Перестройка как русский проект. Советский строй у отечественных мыслителей в изгнании - страница 41



Но если вернуться к новой, посткоммунистической России, важно учитывать: в России мы имели дело с такими субъектами политических преобразований, которых просто не могло быть в подавляющем большинстве стран Восточной Европы. В странах Восточной Европы не могло быть и классического советского человека и классической советской интеллигенции и классических советских аппаратчиков типа Горбачева, а потом Ельцина.

События начала восьмидесятых, когда политическая жизнь СССР превратилась в бесконечную похоронную процессию, когда с интервалом в один год уходили в мир иной Суслов, Брежнев, Андропов, Черненко, конечно же, спровоцировали духовный кризис. Но это был кризис подсознания, которое устало от парада смерти и нуждалось в чем-то живом и энергичном. СССР в середине восьмидесятых ждал не смены режима, не перехода от коммунизму к капитализму, а всего лишь живого молодого лидера, который бы символизировал преимущество жизни над смертью. Духовные истоки перестройки лежат в инстинктивном отторжении от смерти, дряхлости. Но это еще не был протест против режима, это еще не свидетельствовало о преодолении коммунистической системы ценностей, основанной на мифе о полном равенстве.

В зону активного отторжения от советской системы попадала только наиболее активная часть интеллигенции, и прежде всего творческая, гуманитарная, чьи растущие духовные запросы постоянно вступали в конфликт с системой коммунистических запретов на информацию, на свободу слова, на свободу иммиграционной политики. В этом смысле советская система образования, воспроизводящая многомиллионную армию технической и гуманитарной интеллигенции, была, если выражаться словами Маркса, могильщиком коммунистического тоталитаризма. Но надо отдавать себе отчет в том, что духовные и политические запросы интеллигенции к началу перестройки не стали политическими и духовными запросами подавляющей части общества, то есть подавляющей части рабочего класса и колхозного крестьянства. Как правило эта часть общества уже давно научилась удовлетворять свой бытовой антикоммунизм, то есть свободу вероисповедания в рамках советской системы. Рабочие и крестьяне без страха посещали церковь и крестили своих детей, ибо они в отличие от советской интеллигенции не были включены в систему карьерных интересов, и им было абсолютно наплевать, что думает об их религиозной активности местное начальство.

Миллионы и миллионы людей с тех пор, как перестала работать сталинская система репрессий – в наиболее яркой форме это проявилось в брежневскую эпоху так называемого «застоя» – жили преимущественно бытовыми потребностями, жили добыванием хлеба насущного. Миллионы и миллионы жителей российских деревень и провинциальных российских городов, то есть Россия одноэтажных домов, были бы не прочь расширить свои личные подсобные хозяйства, были бы рады снятию ограничений на количество скота и земли, находящихся в частной собственности, но никто из этих людей не мечтал и не желал восстановления капиталистических поземельных отношений.
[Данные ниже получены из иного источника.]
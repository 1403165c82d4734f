//! # Chat Backends
//!
//! This crate provides the generative side of ragmark: a chat-model trait
//! and the OpenAI implementation used to turn retrieved context into
//! answers.
//!
//! Calls are single shot. The engine assembles the prompt, bounds the output
//! length, and decides what a failure means; this crate only carries the
//! messages to the API and the completion back.

pub mod chat;
pub mod error;
pub mod openai;

pub use chat::{ChatMessage, ChatModel, ChatRole};
pub use error::{LlmError, Result};
pub use openai::OpenAiChat;
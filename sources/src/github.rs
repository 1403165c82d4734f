//! GitHub document source.
//!
//! Fetches Markdown files from a GitHub repository through the REST
//! contents API, walking the tree to a bounded depth. The walk is
//! deliberately forgiving: a path that fails to list prunes that subtree,
//! a file that fails to decode is skipped, and a repository that cannot be
//! listed at all yields an empty result for the sync layer to report.

use async_trait::async_trait;
use base64::Engine as _;
use base64::engine::general_purpose::STANDARD as BASE64;
use serde::Deserialize;
use tracing::{debug, info, warn};

use crate::document::Document;
use crate::error::{Result, SourceError};
use crate::source::DocumentSource;

/// Default maximum directory nesting explored below the repository root.
pub const DEFAULT_MAX_DEPTH: usize = 5;

/// Default cap on the number of files returned per fetch.
pub const DEFAULT_MAX_FILES: usize = 50;

/// Document source backed by the GitHub REST API.
pub struct GithubSource {
    /// Bearer token, anonymous access when absent.
    token: Option<String>,

    /// API base URL.
    base_url: String,

    /// HTTP client.
    client: reqwest::Client,

    /// Maximum directory depth to walk.
    max_depth: usize,

    /// Maximum number of files to return.
    max_files: usize,
}

impl GithubSource {
    /// Create a new GitHub source, reading `GITHUB_TOKEN` from the
    /// environment when set.
    pub fn new() -> Self {
        Self {
            token: std::env::var("GITHUB_TOKEN")
                .ok()
                .filter(|t| !t.trim().is_empty()),
            base_url: "https://api.github.com".to_string(),
            client: reqwest::Client::new(),
            max_depth: DEFAULT_MAX_DEPTH,
            max_files: DEFAULT_MAX_FILES,
        }
    }

    /// Set the API token.
    pub fn with_token(mut self, token: impl Into<String>) -> Self {
        self.token = Some(token.into());
        self
    }

    /// Set the base URL.
    pub fn with_base_url(mut self, url: impl Into<String>) -> Self {
        self.base_url = url.into();
        self
    }

    /// Set the maximum directory depth.
    pub fn with_max_depth(mut self, max_depth: usize) -> Self {
        self.max_depth = max_depth;
        self
    }

    /// Set the maximum number of files returned per fetch.
    pub fn with_max_files(mut self, max_files: usize) -> Self {
        self.max_files = max_files;
        self
    }

    /// Walk the repository tree and collect decoded Markdown documents.
    async fn collect_markdown(&self, repository: &str) -> Vec<Document> {
        let mut documents = Vec::new();
        let mut pending = vec![(String::new(), 0usize)];

        while let Some((path, depth)) = pending.pop() {
            if depth > self.max_depth {
                warn!("Max depth {} reached at {repository}/{path}", self.max_depth);
                continue;
            }

            let entries = match self.list_path(repository, &path).await {
                Ok(entries) => entries,
                Err(err) => {
                    warn!("Listing {repository}/{path} failed: {err}");
                    continue;
                }
            };

            for entry in entries {
                if entry.kind == "dir" {
                    pending.push((entry.path, depth + 1));
                } else if entry.kind == "file" && entry.name.ends_with(".md") {
                    match self.fetch_file(repository, &entry.path).await {
                        Ok(doc) => {
                            debug!("Found {} ({} chars)", doc.path, doc.size);
                            documents.push(doc);
                        }
                        Err(err) => warn!("Reading {} failed: {err}", entry.path),
                    }
                }
            }
        }

        documents
    }

    /// List the entries at a repository path.
    async fn list_path(&self, repository: &str, path: &str) -> Result<Vec<ContentEntry>> {
        let response = self
            .contents_request(repository, path)
            .send()
            .await?;
        let response = self.check_status(repository, response).await?;
        Ok(response.json().await?)
    }

    /// Fetch one file and decode its content.
    async fn fetch_file(&self, repository: &str, path: &str) -> Result<Document> {
        let response = self
            .contents_request(repository, path)
            .send()
            .await?;
        let response = self.check_status(repository, response).await?;
        let file: FileContent = response.json().await?;

        if file.encoding != "base64" {
            return Err(SourceError::ContentDecode {
                path: path.to_string(),
                reason: format!("unsupported encoding: {}", file.encoding),
            });
        }

        let cleaned: String = file.content.split_whitespace().collect();
        let bytes = BASE64
            .decode(cleaned)
            .map_err(|err| SourceError::ContentDecode {
                path: path.to_string(),
                reason: err.to_string(),
            })?;
        let content = String::from_utf8(bytes).map_err(|err| SourceError::ContentDecode {
            path: path.to_string(),
            reason: err.to_string(),
        })?;

        Ok(Document::new(path, content).with_content_hash(file.sha))
    }

    /// Build a contents-API request for a repository path.
    fn contents_request(&self, repository: &str, path: &str) -> reqwest::RequestBuilder {
        let url = format!("{}/repos/{repository}/contents/{path}", self.base_url);
        let mut request = self
            .client
            .get(url)
            .header("Accept", "application/vnd.github+json")
            .header("User-Agent", "ragmark");

        if let Some(token) = &self.token {
            request = request.header("Authorization", format!("Bearer {token}"));
        }

        request
    }

    /// Map non-success statuses to source errors.
    async fn check_status(
        &self,
        repository: &str,
        response: reqwest::Response,
    ) -> Result<reqwest::Response> {
        if response.status() == reqwest::StatusCode::NOT_FOUND {
            return Err(SourceError::RepositoryNotFound(repository.to_string()));
        }

        if response.status() == reqwest::StatusCode::TOO_MANY_REQUESTS {
            let retry_after = response
                .headers()
                .get("retry-after")
                .and_then(|v| v.to_str().ok())
                .and_then(|s| s.parse().ok())
                .unwrap_or(60);

            return Err(SourceError::RateLimited {
                retry_after_secs: retry_after,
            });
        }

        if !response.status().is_success() {
            let status = response.status();
            let error_text = response.text().await.unwrap_or_default();
            return Err(SourceError::ApiRequest(format!(
                "status {status}: {error_text}"
            )));
        }

        Ok(response)
    }
}

impl Default for GithubSource {
    fn default() -> Self {
        Self::new()
    }
}

#[async_trait]
impl DocumentSource for GithubSource {
    fn name(&self) -> &str {
        "github"
    }

    async fn fetch_documents(&self, repository: &str) -> Result<Vec<Document>> {
        debug!("Fetching markdown files from {repository}");

        let mut documents = self.collect_markdown(repository).await;
        let total = documents.len();

        // Smallest files first, then cap the batch.
        documents.sort_by_key(|doc| doc.size);
        documents.truncate(self.max_files);

        info!(
            "Found {total} markdown files in {repository}, returning {}",
            documents.len()
        );

        Ok(documents)
    }
}

/// One entry of a directory listing.
#[derive(Debug, Deserialize)]
struct ContentEntry {
    name: String,
    path: String,
    #[serde(rename = "type")]
    kind: String,
}

/// A file object with inline content.
#[derive(Debug, Deserialize)]
struct FileContent {
    sha: String,
    content: String,
    encoding: String,
}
Горбачев был прав, говоря в начале 90-х, что нельзя переходить от прежней насильственной коллективизации к насильственной приватизации земли, что народ этого не примет. И, на мой взгляд, он был прав. Приватизация земли, когда предприимчивые люди присвоили себе за бесценок значительную часть национального богатства, создала мину замедленного действия, усугубила социальное неравенство, что в критическую минуту может обернуться политическим взрывом.